Les principales fonctions du roman – Réalité et fiction

LES PRINCIPALES FONCTIONS DU ROMAN.
CHAPITRE 1. RÉALITÉ ET FICTION
Il n’y a pas que le cinéma ou la télévision qui produit des films apparemment inspirés d’événements réels. Des écrivains également, et bien avant l’arrivée de ces supports technologiques, ont su produire des romans qui semblent si vraisemblables qu’on les croiraient tirés d’histoires vraies dans le temps ou dans l’espace. Cette réalité est d’autant plus vraie que ces deux arts, cinéma et littérature, s’associent’souvent pour donner naissance à des œuvres cinématographiques qui étaient à l’origine des romans. De ce fait, de nombreux témoignages prouvent que celui qui a lu l’œuvre court vers le film et celui qui a vu le film se rue sur le livre, dès que l’occasion se présente. Pour ce qui s’agit du roman à proprement parler, à travers les genres romanesques, apprenons donc à découvrir la part de vrai, de faux et surtout la symbiose des deux.
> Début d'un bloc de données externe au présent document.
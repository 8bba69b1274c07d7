//! Blob-triggered sample: copies `input/{name}` to `output/{name}`.

use fnhost_engine::{FunctionDescriptor, HandlerError, HandlerOutput, handler_fn};
use fnhost_types::{BindingDecl, DataShape, TriggerBinding};

pub const BLOB_TRIGGER_TO_BLOB: &str = "BlobTriggerToBlobTest";

pub fn blob_trigger_to_blob() -> FunctionDescriptor {
    FunctionDescriptor::new(
        BLOB_TRIGGER_TO_BLOB,
        TriggerBinding::blob("input/{name}", DataShape::Binary),
        handler_fn(|args, outputs, context| {
            let name = args.route_param("name").unwrap_or_default();
            context.logger().info(format!(
                "Blob trigger function {BLOB_TRIGGER_TO_BLOB} processed a blob. Name: {name} Size: {} Bytes",
                args.trigger.len()
            ));
            let input = args
                .input("inputBlob")
                .cloned()
                .ok_or_else(|| HandlerError::permanent("inputBlob was not resolved"))?;
            outputs.set("outputBlob", input)?;
            Ok(HandlerOutput::none())
        }),
    )
    .with_trigger_name("triggerBlob")
    .with_input(BindingDecl::input("inputBlob", "input/{name}", DataShape::Binary))
    .with_output(BindingDecl::output("outputBlob", "output/{name}", DataShape::Binary))
}
pub mod path_processing;
pub mod path_template;
pub mod redaction;

pub use path_processing::expand_tilde;
pub use path_template::{PathTemplate, TemplateError, UnresolvedPlaceholderError, placeholder_names};
pub use redaction::{redact_secrets, redact_secrets_with};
1. LA PHOTOGRAPHIE DU RÉEL.
Nous parlons d’histoire racontée et inspirée du réel ; comme l’a dit Stendhal dans Le Rouge et le Noir au chapitre XIX de la deuxième partie : « un roman est un miroir qui se promène sur une grande route. Tantôt il reflète à vos yeux l’azur des cieux, tantôt la fange des bourbiers de la route ». Ainsi, pour plusieurs romanciers, l’œuvre d’art doit faire vrai, c’est-à-dire être vraisemblable pour atteindre l’un de ces trois objectifs.
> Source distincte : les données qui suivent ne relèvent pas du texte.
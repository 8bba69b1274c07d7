//! Host configuration.
//!
//! Handles loading, `${env:NAME}` interpolation, and validation of the host
//! configuration file (`~/.config/fnhost/host.json` by default).

mod interpolation;
mod io;
mod model;
mod validation;

pub use interpolation::{InterpolationError, interpolate_config};
pub use io::{CONFIG_PATH_ENV, default_config_path, load_config, load_config_from_path};
pub use model::{ConfigError, Environment, HostConfig, HttpConfig, KeysConfig, StorageConfig};
pub use validation::{ValidationError, validate_config};
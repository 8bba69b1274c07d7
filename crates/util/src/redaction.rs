//! Redaction of function keys and credentials before they reach the logs.

use once_cell::sync::Lazy;
use regex::Regex;

static REDACT_PATTERNS: Lazy<Vec<Regex>> = Lazy::new(|| {
    [
        // `code=` query parameter carrying a function key
        r"(?i)([?&]code=)([^&\s#]+)",
        r"(?i)(x-functions-key:\s*)([^\s]+)",
        r"(?i)(authorization:\s+)([^\s]+(?:\s+[^\s]+)*)",
        r"(?i)([A-Z0-9_]*?(?:KEY|TOKEN|SECRET|PASSWORD)=)([^\s&]+)",
    ]
    .iter()
    .map(|pattern| Regex::new(pattern).expect("redaction pattern should compile"))
    .collect()
});

/// Redacts function keys and secret-looking values in a string.
///
/// ```rust
/// use fnhost_util::redact_secrets;
///
/// let redacted = redact_secrets("/api/HttpTriggerKotlin?name=World&code=abc123");
/// assert_eq!(redacted, "/api/HttpTriggerKotlin?name=World&code=[REDACTED]");
/// ```
pub fn redact_secrets(input: &str) -> String {
    redact_secrets_with(input, "[REDACTED]")
}

/// Redacts secret-looking values, using a custom replacement token.
pub fn redact_secrets_with(input: &str, replacement: &str) -> String {
    let mut redacted = input.to_string();
    for pattern in REDACT_PATTERNS.iter() {
        redacted = pattern
            .replace_all(&redacted, |captures: &regex::Captures| {
                let prefix = captures.get(1).map(|m| m.as_str()).unwrap_or("");
                format!("{prefix}{replacement}")
            })
            .to_string();
    }
    redacted
}

#[cfg(test)]
mod tests {
    use super::*;

    #[test]
    fn redacts_code_query_parameter() {
        assert_eq!(redact_secrets("/api/hello?code=s3cr3t"), "/api/hello?code=[REDACTED]");
        assert_eq!(
            redact_secrets("/api/hello?code=s3cr3t&name=World"),
            "/api/hello?code=[REDACTED]&name=World"
        );
    }

    #[test]
    fn redacts_function_key_header() {
        assert_eq!(redact_secrets("x-functions-key: abc"), "x-functions-key: [REDACTED]");
    }

    #[test]
    fn redacts_environment_style_assignments() {
        assert_eq!(redact_secrets("MASTER_KEY=abc other=1"), "MASTER_KEY=[REDACTED] other=1");
    }

    #[test]
    fn leaves_ordinary_text_alone() {
        let input = "/api/hello?name=codes";
        assert_eq!(redact_secrets(input), input);
    }
}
D’abord, le roman peut se révéler comme un moyen efficace de ressusciter le passé afin de rappeler à la nouvelle génération ce qu’elle a oublié ou qu’elle a banalisé, car quiconque connaît bien son passé gère bien son présent pour mieux préparer son avenir. C’est le cas de l’œuvre de Ousmane Sembène, Les Bouts-de-bois de Dieu, un ROMAN HISTORIQUE où l’écrivain de la négritude met en scène toutes les conséquences sociales de la grève des cheminots du Dakar – Niger, en pleine époque coloniale.
En outre, pour d’autres écrivains, le roman est un cadre idéal pour reproduire leur propre vie. En effet, des romanciers relatent avec beaucoup de fidélité des événements dont ils ont été témoins ou acteurs. C’est l’exemple du ROMAN ÉPISTOLAIRE ou du ROMAN AUTOBIOGRAPHIQUE (même si l’auteur s’en défend) de Mariama Bâ intitulé Une si longue lettre où l’histoire est un simple prétexte pour fustiger toutes les habitudes peu catholiques relatives aux dérives sociales mais aussi à certains hommes irresponsables envers des femmes vertueuses.
Enfin, d’autres encore utilisent le roman comme moyen de révolte contre une injustice subie par la société à cause d’autorités uniquement dévouées à se remplir les poches. Que la critique soit satirique, pathétique ou humoristique, chacun des tons employés va dans le sens de démasquer les vrais responsables qui maltraitent de pauvres innocents. À titre indicatif, on se souvient des romans de contestation produits par des écrivains négro-africains ou encore le ROMAN SOCIAL ou ROMAN DE MOEURS des réalistes et des naturalistes, à l’instar de Émile Zola qui décrit imperturbablement, dans Germinal, la misère, la fatigue, la vieillesse, les risques du métier, etc. auxquelles est exposée la pléthorique classe prolétaire au grand bénéfice des bourgeois minoritaires.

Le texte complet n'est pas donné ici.